Start of Block
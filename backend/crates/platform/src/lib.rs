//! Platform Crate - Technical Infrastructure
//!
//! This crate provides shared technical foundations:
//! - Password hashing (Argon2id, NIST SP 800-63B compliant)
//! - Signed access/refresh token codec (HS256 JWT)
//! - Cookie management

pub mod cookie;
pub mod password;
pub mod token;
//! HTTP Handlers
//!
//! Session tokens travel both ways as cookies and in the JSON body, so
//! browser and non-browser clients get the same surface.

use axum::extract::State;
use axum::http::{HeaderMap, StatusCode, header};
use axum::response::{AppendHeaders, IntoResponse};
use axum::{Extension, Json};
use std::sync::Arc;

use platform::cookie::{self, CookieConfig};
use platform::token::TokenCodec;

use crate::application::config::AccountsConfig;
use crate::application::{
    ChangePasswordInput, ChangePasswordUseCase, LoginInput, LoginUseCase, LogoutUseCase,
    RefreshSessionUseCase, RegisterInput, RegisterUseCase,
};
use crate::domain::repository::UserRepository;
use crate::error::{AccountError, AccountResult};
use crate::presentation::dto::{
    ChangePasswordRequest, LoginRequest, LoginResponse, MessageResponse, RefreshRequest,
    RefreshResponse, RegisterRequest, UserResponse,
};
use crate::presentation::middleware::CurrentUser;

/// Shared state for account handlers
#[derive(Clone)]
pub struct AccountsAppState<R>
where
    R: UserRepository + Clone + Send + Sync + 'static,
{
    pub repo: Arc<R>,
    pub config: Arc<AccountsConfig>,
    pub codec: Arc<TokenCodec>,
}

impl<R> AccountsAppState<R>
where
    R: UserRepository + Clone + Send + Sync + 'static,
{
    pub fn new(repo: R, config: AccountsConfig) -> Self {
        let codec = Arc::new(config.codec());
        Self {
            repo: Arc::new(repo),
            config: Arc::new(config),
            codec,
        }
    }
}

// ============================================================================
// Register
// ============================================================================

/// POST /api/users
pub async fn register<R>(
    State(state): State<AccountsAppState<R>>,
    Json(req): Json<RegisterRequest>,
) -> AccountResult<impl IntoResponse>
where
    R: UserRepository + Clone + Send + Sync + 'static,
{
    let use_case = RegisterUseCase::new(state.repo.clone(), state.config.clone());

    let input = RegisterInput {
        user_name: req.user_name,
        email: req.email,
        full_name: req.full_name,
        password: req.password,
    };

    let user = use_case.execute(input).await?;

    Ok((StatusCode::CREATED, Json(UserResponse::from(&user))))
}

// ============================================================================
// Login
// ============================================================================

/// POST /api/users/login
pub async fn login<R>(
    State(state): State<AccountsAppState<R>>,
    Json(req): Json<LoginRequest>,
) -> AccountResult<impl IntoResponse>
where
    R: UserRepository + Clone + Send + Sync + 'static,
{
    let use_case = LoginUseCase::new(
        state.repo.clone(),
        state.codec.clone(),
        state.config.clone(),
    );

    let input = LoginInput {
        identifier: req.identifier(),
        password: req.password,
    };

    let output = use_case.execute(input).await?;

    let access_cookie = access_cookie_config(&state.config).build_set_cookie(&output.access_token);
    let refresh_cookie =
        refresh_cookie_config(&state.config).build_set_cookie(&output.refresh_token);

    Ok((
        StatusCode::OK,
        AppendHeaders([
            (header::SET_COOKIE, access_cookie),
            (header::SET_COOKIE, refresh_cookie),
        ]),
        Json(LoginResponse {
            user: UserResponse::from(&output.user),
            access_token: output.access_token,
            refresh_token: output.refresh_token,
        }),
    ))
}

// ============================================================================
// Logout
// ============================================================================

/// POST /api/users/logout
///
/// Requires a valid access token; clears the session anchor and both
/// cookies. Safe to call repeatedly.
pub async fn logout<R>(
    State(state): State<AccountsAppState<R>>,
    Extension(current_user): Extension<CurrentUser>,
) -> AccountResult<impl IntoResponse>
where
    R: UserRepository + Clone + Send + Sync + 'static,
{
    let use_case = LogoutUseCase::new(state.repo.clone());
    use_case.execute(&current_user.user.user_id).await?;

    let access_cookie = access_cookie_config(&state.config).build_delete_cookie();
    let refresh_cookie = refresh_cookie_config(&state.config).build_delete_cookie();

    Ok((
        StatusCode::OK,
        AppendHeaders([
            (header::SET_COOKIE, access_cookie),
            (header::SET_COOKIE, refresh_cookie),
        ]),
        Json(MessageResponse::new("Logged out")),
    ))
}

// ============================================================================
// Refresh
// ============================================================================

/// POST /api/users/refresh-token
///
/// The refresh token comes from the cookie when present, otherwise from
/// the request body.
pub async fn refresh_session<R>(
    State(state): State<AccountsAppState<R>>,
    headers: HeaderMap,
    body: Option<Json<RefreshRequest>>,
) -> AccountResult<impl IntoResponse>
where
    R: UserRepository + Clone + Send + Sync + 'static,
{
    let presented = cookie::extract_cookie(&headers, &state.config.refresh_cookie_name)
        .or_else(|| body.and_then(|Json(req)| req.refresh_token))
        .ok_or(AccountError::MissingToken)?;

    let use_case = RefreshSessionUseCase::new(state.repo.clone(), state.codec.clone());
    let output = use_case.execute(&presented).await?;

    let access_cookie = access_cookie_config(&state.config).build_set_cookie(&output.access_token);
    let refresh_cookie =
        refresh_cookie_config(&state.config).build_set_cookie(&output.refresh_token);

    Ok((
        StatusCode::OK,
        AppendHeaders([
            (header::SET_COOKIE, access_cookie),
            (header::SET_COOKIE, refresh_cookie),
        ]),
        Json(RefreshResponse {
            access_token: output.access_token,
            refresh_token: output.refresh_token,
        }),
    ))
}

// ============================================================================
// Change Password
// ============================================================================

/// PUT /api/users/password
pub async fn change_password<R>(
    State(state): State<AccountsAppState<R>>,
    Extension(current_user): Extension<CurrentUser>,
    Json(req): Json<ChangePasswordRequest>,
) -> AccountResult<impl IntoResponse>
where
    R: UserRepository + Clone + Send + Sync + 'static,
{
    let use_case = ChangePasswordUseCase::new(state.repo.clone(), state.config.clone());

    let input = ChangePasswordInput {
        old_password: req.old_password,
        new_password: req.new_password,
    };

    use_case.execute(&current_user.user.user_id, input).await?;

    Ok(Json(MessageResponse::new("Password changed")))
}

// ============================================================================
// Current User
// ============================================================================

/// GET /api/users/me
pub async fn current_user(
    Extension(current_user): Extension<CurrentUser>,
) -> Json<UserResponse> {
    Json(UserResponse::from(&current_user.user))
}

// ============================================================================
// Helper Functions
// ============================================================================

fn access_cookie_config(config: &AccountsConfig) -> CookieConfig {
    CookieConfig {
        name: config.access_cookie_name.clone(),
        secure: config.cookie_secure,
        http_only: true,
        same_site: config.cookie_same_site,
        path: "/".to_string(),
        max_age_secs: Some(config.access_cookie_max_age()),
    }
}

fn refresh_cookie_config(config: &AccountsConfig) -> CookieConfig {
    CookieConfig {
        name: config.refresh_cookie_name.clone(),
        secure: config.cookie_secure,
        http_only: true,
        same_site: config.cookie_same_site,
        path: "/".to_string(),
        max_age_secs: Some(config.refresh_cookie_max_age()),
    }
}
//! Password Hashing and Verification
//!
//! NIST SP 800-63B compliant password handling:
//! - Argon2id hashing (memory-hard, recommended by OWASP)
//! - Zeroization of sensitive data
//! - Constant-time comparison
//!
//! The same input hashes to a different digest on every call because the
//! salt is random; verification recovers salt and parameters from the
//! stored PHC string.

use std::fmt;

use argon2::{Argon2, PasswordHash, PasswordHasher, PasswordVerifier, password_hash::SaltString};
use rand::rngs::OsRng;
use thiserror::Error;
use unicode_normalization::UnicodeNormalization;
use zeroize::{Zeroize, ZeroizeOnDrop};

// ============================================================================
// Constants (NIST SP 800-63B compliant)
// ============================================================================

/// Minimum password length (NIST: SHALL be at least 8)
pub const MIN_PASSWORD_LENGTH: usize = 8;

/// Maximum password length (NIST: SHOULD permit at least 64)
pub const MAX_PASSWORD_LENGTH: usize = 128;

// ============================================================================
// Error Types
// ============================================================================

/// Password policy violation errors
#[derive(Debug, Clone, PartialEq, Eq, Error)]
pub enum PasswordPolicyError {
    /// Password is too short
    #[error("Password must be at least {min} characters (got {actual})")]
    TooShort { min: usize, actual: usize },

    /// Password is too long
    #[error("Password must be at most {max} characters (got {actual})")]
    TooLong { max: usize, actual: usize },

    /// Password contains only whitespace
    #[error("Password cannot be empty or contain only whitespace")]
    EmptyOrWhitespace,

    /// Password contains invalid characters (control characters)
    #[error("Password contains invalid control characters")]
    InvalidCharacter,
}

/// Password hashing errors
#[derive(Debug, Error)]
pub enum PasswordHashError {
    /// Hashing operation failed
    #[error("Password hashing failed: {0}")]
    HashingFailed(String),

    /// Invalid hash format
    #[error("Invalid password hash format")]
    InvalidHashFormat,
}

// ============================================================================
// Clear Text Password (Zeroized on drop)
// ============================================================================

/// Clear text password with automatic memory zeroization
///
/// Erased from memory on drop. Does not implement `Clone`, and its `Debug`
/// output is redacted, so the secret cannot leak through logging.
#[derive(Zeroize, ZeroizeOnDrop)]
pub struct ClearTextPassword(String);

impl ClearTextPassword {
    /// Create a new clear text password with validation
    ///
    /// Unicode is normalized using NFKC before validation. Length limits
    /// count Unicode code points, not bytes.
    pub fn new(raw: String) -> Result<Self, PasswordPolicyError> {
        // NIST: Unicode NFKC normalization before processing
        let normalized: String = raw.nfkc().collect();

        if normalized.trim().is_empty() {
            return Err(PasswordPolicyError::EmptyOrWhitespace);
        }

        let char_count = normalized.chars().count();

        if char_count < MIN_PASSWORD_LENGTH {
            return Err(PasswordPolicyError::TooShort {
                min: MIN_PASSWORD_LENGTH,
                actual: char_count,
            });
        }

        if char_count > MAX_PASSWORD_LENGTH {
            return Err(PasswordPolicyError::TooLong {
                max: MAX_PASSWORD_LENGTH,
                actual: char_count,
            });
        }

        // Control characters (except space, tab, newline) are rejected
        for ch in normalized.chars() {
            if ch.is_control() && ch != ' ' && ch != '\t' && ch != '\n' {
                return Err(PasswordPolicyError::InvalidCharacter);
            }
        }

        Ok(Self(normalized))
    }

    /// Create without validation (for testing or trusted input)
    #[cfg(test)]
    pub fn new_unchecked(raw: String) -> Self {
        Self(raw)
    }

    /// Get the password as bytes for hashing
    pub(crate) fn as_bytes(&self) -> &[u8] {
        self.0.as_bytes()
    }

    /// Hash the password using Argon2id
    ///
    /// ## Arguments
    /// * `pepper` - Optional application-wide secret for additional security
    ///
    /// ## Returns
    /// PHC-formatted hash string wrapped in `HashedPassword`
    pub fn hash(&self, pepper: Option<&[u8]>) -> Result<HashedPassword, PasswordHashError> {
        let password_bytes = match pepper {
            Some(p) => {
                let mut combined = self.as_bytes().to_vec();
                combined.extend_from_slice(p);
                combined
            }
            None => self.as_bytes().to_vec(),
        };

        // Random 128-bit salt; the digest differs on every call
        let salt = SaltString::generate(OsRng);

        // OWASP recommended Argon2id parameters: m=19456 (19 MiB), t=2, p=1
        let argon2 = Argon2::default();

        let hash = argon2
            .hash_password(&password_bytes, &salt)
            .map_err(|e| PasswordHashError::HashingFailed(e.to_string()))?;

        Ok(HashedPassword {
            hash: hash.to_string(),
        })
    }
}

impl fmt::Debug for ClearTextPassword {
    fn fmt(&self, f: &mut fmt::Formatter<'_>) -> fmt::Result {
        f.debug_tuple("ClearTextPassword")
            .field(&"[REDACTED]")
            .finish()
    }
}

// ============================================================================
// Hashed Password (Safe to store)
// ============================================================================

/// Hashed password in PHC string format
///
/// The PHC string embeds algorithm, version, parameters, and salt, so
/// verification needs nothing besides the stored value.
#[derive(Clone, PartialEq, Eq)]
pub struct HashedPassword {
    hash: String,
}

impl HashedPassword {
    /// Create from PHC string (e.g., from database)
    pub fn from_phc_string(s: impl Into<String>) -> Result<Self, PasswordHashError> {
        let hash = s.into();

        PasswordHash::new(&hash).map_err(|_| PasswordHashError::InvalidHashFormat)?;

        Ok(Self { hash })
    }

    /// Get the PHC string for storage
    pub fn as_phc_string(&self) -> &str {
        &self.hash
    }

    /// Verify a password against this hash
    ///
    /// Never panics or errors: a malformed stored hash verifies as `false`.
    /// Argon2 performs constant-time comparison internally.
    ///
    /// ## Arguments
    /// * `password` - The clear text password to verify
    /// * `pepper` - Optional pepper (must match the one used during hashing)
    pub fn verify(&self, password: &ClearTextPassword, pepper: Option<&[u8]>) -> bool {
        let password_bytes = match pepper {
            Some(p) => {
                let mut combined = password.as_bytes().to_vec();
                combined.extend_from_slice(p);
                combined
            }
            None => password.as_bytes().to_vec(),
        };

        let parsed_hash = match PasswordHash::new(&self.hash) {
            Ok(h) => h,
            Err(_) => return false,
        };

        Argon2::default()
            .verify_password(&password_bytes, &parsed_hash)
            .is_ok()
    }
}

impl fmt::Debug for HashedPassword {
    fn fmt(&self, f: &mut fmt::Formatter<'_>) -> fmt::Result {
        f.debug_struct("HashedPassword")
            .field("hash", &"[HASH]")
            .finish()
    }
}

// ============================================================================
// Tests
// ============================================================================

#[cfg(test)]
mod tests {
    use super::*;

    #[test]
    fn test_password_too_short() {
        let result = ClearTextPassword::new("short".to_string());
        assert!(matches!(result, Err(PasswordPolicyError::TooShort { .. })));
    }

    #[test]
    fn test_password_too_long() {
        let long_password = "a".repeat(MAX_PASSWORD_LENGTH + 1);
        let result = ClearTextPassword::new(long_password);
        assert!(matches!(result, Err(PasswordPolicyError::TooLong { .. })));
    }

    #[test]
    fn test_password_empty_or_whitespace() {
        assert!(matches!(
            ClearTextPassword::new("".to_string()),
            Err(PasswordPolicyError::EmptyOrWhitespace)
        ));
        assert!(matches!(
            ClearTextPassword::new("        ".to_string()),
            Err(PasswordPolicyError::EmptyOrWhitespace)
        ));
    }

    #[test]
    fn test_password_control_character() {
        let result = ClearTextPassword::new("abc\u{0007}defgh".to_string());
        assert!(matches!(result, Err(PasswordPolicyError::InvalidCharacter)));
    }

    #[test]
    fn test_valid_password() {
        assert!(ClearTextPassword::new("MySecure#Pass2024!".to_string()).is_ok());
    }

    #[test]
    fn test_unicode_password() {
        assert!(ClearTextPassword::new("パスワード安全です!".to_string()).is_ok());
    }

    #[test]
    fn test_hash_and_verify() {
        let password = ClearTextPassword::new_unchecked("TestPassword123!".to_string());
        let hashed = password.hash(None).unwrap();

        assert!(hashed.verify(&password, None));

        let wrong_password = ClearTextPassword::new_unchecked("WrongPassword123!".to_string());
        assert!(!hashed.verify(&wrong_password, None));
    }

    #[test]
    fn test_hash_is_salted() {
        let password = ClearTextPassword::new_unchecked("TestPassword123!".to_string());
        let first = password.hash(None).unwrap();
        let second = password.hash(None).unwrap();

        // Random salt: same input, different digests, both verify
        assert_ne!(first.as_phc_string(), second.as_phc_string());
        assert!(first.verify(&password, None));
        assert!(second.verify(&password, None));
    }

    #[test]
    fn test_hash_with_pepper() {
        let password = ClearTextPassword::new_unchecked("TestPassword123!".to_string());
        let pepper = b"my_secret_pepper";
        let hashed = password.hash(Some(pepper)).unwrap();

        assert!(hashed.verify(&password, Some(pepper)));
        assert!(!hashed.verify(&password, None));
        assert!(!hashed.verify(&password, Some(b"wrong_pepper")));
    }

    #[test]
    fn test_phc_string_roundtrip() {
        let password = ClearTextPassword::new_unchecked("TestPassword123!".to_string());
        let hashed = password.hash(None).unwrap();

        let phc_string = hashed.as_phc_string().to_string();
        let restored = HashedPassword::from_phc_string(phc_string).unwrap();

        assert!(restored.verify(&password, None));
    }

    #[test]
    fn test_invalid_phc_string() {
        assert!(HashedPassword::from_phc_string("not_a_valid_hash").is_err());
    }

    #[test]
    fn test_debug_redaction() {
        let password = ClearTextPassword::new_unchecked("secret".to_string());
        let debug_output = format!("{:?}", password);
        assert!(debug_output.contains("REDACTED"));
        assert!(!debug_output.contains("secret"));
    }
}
End of Block
Considering the entries above, how many lines contain "LoginRequest"? Give that number with nothing else.

• **SOLUTION TO THIS EXERCISE**:
2